I finally arrived at the lobby, where I got to sit down, feeling that I would never have the strength to get up again. I looked around in the vain hope that I would see someone I knew. After a long wait, I edged towards the door, keeping close to the wall. Once out on the street, I nodded to the taxi driver who was first in the queue. He came and helped me into the car. When I told him where my suitcase was, he went into the lobby and fetched it. Then he drove me home and helped me into the house.

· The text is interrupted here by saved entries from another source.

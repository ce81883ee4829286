//! Offline reset and reload of the current-prices collection.
//!
//! This is the only code path that wipes `current_prices`. Every snapshot
//! entry is validated with the same catalog and price rules as the cycle
//! before anything is deleted.

use chrono::{DateTime, Utc};
use serde::{Deserialize, Serialize};
use serde_json::Value;
use std::collections::BTreeMap;
use std::sync::Arc;
use tracing::info;

use super::store::DocumentStore;
use crate::error::ReloadError;
use crate::models::catalog::{Capacity, Catalog};
use crate::models::official::OfficialPriceDoc;
use crate::models::price::Price;
use crate::models::records::{colors_from_plain, colors_to_plain, CurrentPriceRecord};

const DEFAULT_SOURCE: &str = "kaitori-rudea";

/// `{series: {capacity: entry}}`
pub type KaitoriSnapshot = BTreeMap<String, BTreeMap<String, SnapshotEntry>>;

/// `{series: {price: {...}}}`
pub type OfficialSnapshot = BTreeMap<String, OfficialSnapshotEntry>;

#[derive(Debug, Clone, PartialEq, Eq, Serialize, Deserialize)]
pub struct SnapshotEntry {
    #[serde(default)]
    pub colors: BTreeMap<String, i64>,
    pub kaitori_price_min: i64,
    pub kaitori_price_max: i64,
    #[serde(default = "default_source")]
    pub source: String,
}

fn default_source() -> String {
    DEFAULT_SOURCE.to_string()
}

#[derive(Debug, Clone, PartialEq, Serialize, Deserialize)]
pub struct OfficialSnapshotEntry {
    pub price: Value,
}

#[derive(Debug, Default, Clone, Copy, PartialEq, Eq)]
pub struct ReloadStats {
    pub wiped: u64,
    pub loaded: u64,
    pub official_loaded: u64,
}

/// Validate a snapshot into records stamped with `updated_at`.
pub fn records_from_snapshot(
    snapshot: &KaitoriSnapshot,
    catalog: &Catalog,
    updated_at: DateTime<Utc>,
) -> Result<Vec<CurrentPriceRecord>, ReloadError> {
    let mut records = Vec::new();

    for (series_name, capacities) in snapshot {
        for (capacity_raw, entry) in capacities {
            let invalid = |reason: String| ReloadError::InvalidEntry {
                series: series_name.clone(),
                capacity: capacity_raw.clone(),
                reason,
            };

            let series = catalog
                .parse_series(series_name)
                .ok_or_else(|| invalid("unknown series".to_string()))?;
            let capacity: Capacity = capacity_raw.parse().map_err(invalid)?;
            if !series.allows(capacity) {
                return Err(invalid("capacity not sold for this series".to_string()));
            }

            let colors = colors_from_plain(&entry.colors)
                .ok_or_else(|| invalid("color price out of range".to_string()))?;
            let min = Price::new(entry.kaitori_price_min).map_err(|e| invalid(e.to_string()))?;
            let max = Price::new(entry.kaitori_price_max).map_err(|e| invalid(e.to_string()))?;
            if min > max {
                return Err(invalid(format!("min {} exceeds max {}", min, max)));
            }
            if colors.values().any(|p| *p < min || *p > max) {
                return Err(invalid("color price outside [min, max]".to_string()));
            }

            records.push(CurrentPriceRecord {
                series,
                capacity,
                colors,
                kaitori_price_min: min,
                kaitori_price_max: max,
                source: entry.source.clone(),
                updated_at,
            });
        }
    }

    records.sort_by_key(|r| (r.series, r.capacity));
    Ok(records)
}

/// Inverse of [`records_from_snapshot`], used to reload what is currently stored.
pub fn snapshot_from_records(records: &[CurrentPriceRecord], catalog: &Catalog) -> KaitoriSnapshot {
    let mut snapshot = KaitoriSnapshot::new();
    for r in records {
        snapshot.entry(catalog.name(r.series)).or_default().insert(
            r.capacity.as_str().to_string(),
            SnapshotEntry {
                colors: colors_to_plain(&r.colors),
                kaitori_price_min: r.kaitori_price_min.get(),
                kaitori_price_max: r.kaitori_price_max.get(),
                source: r.source.clone(),
            },
        );
    }
    snapshot
}

pub fn official_docs(snapshot: OfficialSnapshot) -> Vec<OfficialPriceDoc> {
    snapshot
        .into_iter()
        .map(|(id, entry)| OfficialPriceDoc { id, price: entry.price })
        .collect()
}

#[derive(Clone)]
pub struct ReloadService {
    store: Arc<dyn DocumentStore>,
}

impl ReloadService {
    pub fn new(store: Arc<dyn DocumentStore>) -> Self {
        Self { store }
    }

    /// Current contents of the collection, for reloading in place.
    pub async fn current_records(&self) -> Result<Vec<CurrentPriceRecord>, ReloadError> {
        Ok(self.store.all_current().await?)
    }

    /// Wipe `current_prices`, then upsert every record.
    pub async fn reset_and_reload(
        &self,
        records: &[CurrentPriceRecord],
        official: &[OfficialPriceDoc],
    ) -> Result<ReloadStats, ReloadError> {
        let wiped = self.store.wipe_current().await?;
        info!(wiped = wiped, "Wiped current_prices");

        for record in records {
            self.store.upsert_current(record).await?;
        }

        if !official.is_empty() {
            self.store.replace_official(official).await?;
        }

        let stats = ReloadStats {
            wiped,
            loaded: records.len() as u64,
            official_loaded: official.len() as u64,
        };
        info!(
            wiped = stats.wiped,
            loaded = stats.loaded,
            official_loaded = stats.official_loaded,
            "Reset and reload complete"
        );
        Ok(stats)
    }
}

There were many people I could have phoned, but most of them, I felt, would take the view that I should be in the hospital. Also I didn’t want to disturb people on a Sunday evening. I lay on the sofa, where I battled against cancer once more by lying there staring straight ahead. I had such great resistance to thought that I didn’t even worry. Past midnight, I went to bed. In the morning, I saw that I had no food and no fluids in the house. I got up and took my steroids and dressed. I found walking to the supermarket at the bottom of the street quite easy. I put what I needed in my basket. When the basket was almost full, as I stood in one of the aisles, I realized that again I could not walk. If I tried to move, my knees would buckle. I supported myself against the shelves until a man, I supposed a manager, approached. I asked him for a chair and a glass of water. I didn’t actually want a glass of water but I thought the request would make me sound more plausible. When I was sitting comfortably, I asked him if he could get someone to take my basket to the checkout and then bring my purchases back to me so I could pay. I tried to look like someone who would not spend the day annoying him.